Casi en el extremo meridional del país, en la provincia Dong Nai, se encuentra el aeropuerto de Bien Hoa, donde se almacenaban 98 mil tanques de agente naranja para dispersar en áreas cercanas, en el intento de doblegar la resistencia nacional liberadora. Allí solía irse a jugar Ho Minh Quang en la inocencia de la niñez, sin imaginarse que se exponía a una contaminación que solo supo después cuando sus dos hijos nacieron con deformidades.
Las consecuencias siguen siendo aterradoras, con el nacimiento de criaturas sin espina bífida, mutiladas y deformadas, y según un reporte reciente de la presidenta de la asociación de víctimas, Dao Nguyen el número de ha incrementado en la ciudad de Bien Hoa y sus alrededores desde 2009, y cuatro de cada 10 afectados son menores de 16 años de edad. Ellos esperan que la más nueva tecnología de descontaminación tan publicitada por sus suministradores en Danang también les llegue.
Hace poco el cineasta estadounidense de origen vietnamita John Trinh volvió de nuevo a su país de origen para reponer su impactante y revelador cortometraje “Agente naranja: 30 años después”, lo primero que declaró a los medios fue que el gobierno de Estados Unidos debe admitir su error y recompensar a todas las víctimas.
Esto último se ha convertido en una batalla que desde 2004 libra un grupo de 100 demandantes vietnamitas que llevaron su caso contra Dow Chemical y Monsanto ante la Corte Suprema de Justicia de Estados Unidos. Pero tras un proceso lleno de dilaciones, el alto tribunal dictaminó que no se había establecido un vínculo entre la dioxina y las malformaciones genéticas de los damnificados.

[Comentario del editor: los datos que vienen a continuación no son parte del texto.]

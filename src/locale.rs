//! Locale Resolution
//!
//! Picks one string out of a language map for a requested locale. First match
//! wins:
//!
//! 1. Exact tag (`en-US`)
//! 2. Variant of the base language: the bare tag (`en`), then a regional
//!    preference list for `en`/`fr`, otherwise the first `base-*` tag
//! 3. Steps 1-2 again with the configured default locale, if it differs
//! 4. The first entry of the map
//! 5. The literal `"undefined"` for an empty or missing map
//!
//! The requested locale, when not given explicitly, comes from the configured
//! default locale and then from the environment (`LC_ALL`, `LC_MESSAGES`,
//! `LANG`). The environment is read only when it is needed, and it never
//! takes part in step 3.

use crate::model::LanguageMap;
use serde_json::Value;
use std::borrow::Cow;
use std::sync::RwLock;

/// Returned when nothing can be resolved
pub const UNDEFINED: &str = "undefined";

static DEFAULT_LOCALE: RwLock<Option<String>> = RwLock::new(None);

/// Set the process-wide default locale (normally once, at startup)
pub fn set_default_locale(locale: impl Into<String>) {
    let locale = locale.into();
    tracing::debug!(%locale, "Default locale set");
    if let Ok(mut guard) = DEFAULT_LOCALE.write() {
        *guard = Some(locale);
    }
}

/// Forget the configured default locale
pub fn clear_default_locale() {
    if let Ok(mut guard) = DEFAULT_LOCALE.write() {
        *guard = None;
    }
}

/// The configured default locale, if any
pub fn configured_default_locale() -> Option<String> {
    DEFAULT_LOCALE.read().ok().and_then(|guard| guard.clone())
}

/// The locale of the process environment, normalized to a BCP 47-ish tag
/// (`en_US.UTF-8` → `en-US`). The first non-empty variable decides, so
/// `LC_ALL=C` means no locale even when `LANG` is set.
pub fn environment_locale() -> Option<String> {
    ["LC_ALL", "LC_MESSAGES", "LANG"]
        .iter()
        .filter_map(|var| std::env::var(var).ok())
        .find(|raw| !raw.trim().is_empty())
        .and_then(|raw| normalize_locale(&raw))
}

fn normalize_locale(raw: &str) -> Option<String> {
    let tag = raw.split(['.', '@']).next()?.trim();
    if tag.is_empty() || tag == "C" || tag == "POSIX" {
        return None;
    }
    Some(tag.replace('_', "-"))
}

/// Resolves language maps against a default locale
#[derive(Debug, Clone, Default, PartialEq, Eq)]
pub struct LocaleResolver {
    default_locale: Option<String>,
    /// Fall back to the environment locale when no locale is requested
    use_environment: bool,
}

impl LocaleResolver {
    /// A resolver with an explicit default locale
    pub fn with_default(locale: impl Into<String>) -> Self {
        Self {
            default_locale: Some(locale.into()),
            use_environment: false,
        }
    }

    /// A resolver that has no default locale
    pub fn without_default() -> Self {
        Self::default()
    }

    /// A resolver using the process-wide settings: the configured default
    /// locale, and the environment locale for unspecified requests
    pub fn global() -> Self {
        Self {
            default_locale: configured_default_locale(),
            use_environment: true,
        }
    }

    /// Builder method: use the environment locale when nothing is requested
    pub fn with_environment(mut self) -> Self {
        self.use_environment = true;
        self
    }

    pub fn default_locale(&self) -> Option<&str> {
        self.default_locale.as_deref()
    }

    /// The locale a lookup starts from: explicit, else the default locale,
    /// else (when enabled) the environment locale
    pub fn requested_locale<'a>(&'a self, locale: Option<&'a str>) -> Option<Cow<'a, str>> {
        locale
            .or(self.default_locale.as_deref())
            .map(Cow::Borrowed)
            .or_else(|| {
                self.use_environment
                    .then(environment_locale)
                    .flatten()
                    .map(Cow::Owned)
            })
    }

    /// Resolve a language map to a single string. Never fails.
    pub fn resolve(&self, map: Option<&LanguageMap>, locale: Option<&str>) -> String {
        let map = match map {
            Some(map) if !map.is_empty() => map,
            _ => return UNDEFINED.to_string(),
        };

        let requested = self.requested_locale(locale);
        let requested = requested.as_deref();

        if let Some(requested) = requested {
            if let Some(text) = lookup(map, requested) {
                return text.to_string();
            }
        }

        if let Some(default) = self.default_locale.as_deref() {
            if requested != Some(default) {
                if let Some(text) = lookup(map, default) {
                    return text.to_string();
                }
            }
        }

        map.first_text().unwrap_or(UNDEFINED).to_string()
    }

    /// Resolve a raw JSON value that should be a language map.
    ///
    /// Non-object values resolve to `"undefined"`; non-string entries are skipped.
    pub fn resolve_json(&self, value: &Value, locale: Option<&str>) -> String {
        match value.as_object() {
            Some(object) => {
                let map: LanguageMap = object
                    .iter()
                    .filter_map(|(k, v)| v.as_str().map(|text| (k.as_str(), text)))
                    .collect();
                self.resolve(Some(&map), locale)
            }
            None => UNDEFINED.to_string(),
        }
    }
}

fn lookup<'a>(map: &'a LanguageMap, locale: &str) -> Option<&'a str> {
    map.get(locale).or_else(|| variant(map, base_language(locale)))
}

fn base_language(locale: &str) -> &str {
    locale.split(['-', '_']).next().unwrap_or(locale)
}

fn variant<'a>(map: &'a LanguageMap, base: &str) -> Option<&'a str> {
    if let Some(text) = map.get(base) {
        return Some(text);
    }

    match regional_preferences(base) {
        Some(preferred) => preferred.iter().find_map(|tag| map.get(tag)),
        None => {
            let prefix = format!("{}-", base);
            map.iter()
                .find(|(tag, _)| tag.starts_with(&prefix))
                .map(|(_, text)| text)
        }
    }
}

fn regional_preferences(base: &str) -> Option<&'static [&'static str]> {
    match base {
        "en" => Some(&["en-CA", "en-US", "en-GB"]),
        "fr" => Some(&["fr-CA", "fr-FR"]),
        _ => None,
    }
}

Tal fue la conclusión encubridora a las que siguieron otras de similar talante en cuerpos de justicia en Nueva York, pese a que conocidos reportes científicos establecieron que el defoliante empleado en la guerra en Vietnam presentaba elevados contenidos de un subproducto cancerígenos.
Las compañías involucradas se defienden alegando que todo lo justifica el esfuerzo bélico y su obligación de acatar las órdenes del gobierno que le encarga el producto, inclusive hasta la admitida negligencia en la purificación de sus componentes herbicidas hormonales, como la prisa en engullir los bombarderos de la siniestra carga.
Se acepta en cambio que dejó terribles secuelas en los propios soldados norteamericanos y principalmente en sus descendientes, a quienes si le aceptaron una acción judicial presentada por veteranos de guerra en 1984 que desembocó en un acuerdo de 93 millones de dólares para indemnizarlos. Así funciona la justicia allí: selectiva discriminadora, arrogante e insensible al dolor humano donde quiera que se inflija.
Vietnam, sin todos los recursos que se requieren ha tenido que encarar la atención hospitalaria, los tratamientos sanadores, la rehabilitación y la reinserción social y laboral, la ayuda a los familiares y el consuelo posible. Junto a los limitados presupuestos destinados, en un denodado esfuerzo estatal, y eventuales donaciones internacionales, distintos sectores de la sociedad aportan al empeño, y generan iniciativas de todo tipo para acopiar lo que nunca termina de bastar.
Por eso las acciones de descontaminación que al fin adoptan en Washington en unos 73 kilómetros cuadrados en Da Nang, y que grandes medios alaban sospechosamente como fin de la historia, no puede dejar de verse a su vez con similar suspicacia, si con ello se pretende el olvido.
El plan de descontaminación iniciado en conjunto por Estados Unidos y Vietnam finalizará dentro de cuatro años, pero las heridas causadas por la guerra química tardarán mucho más en cicatrizar. La sustancia tóxica ha acabado con la vida de 400 mil personas y ha afectado gravemente a unos tres millones.
Para Vietnam el horror no termina, y el baldón de los culpables permanecerá por siempre, instalado en la conciencia de la humanidad.
El autor es corresponsal de Prensa Latina en Vietnam.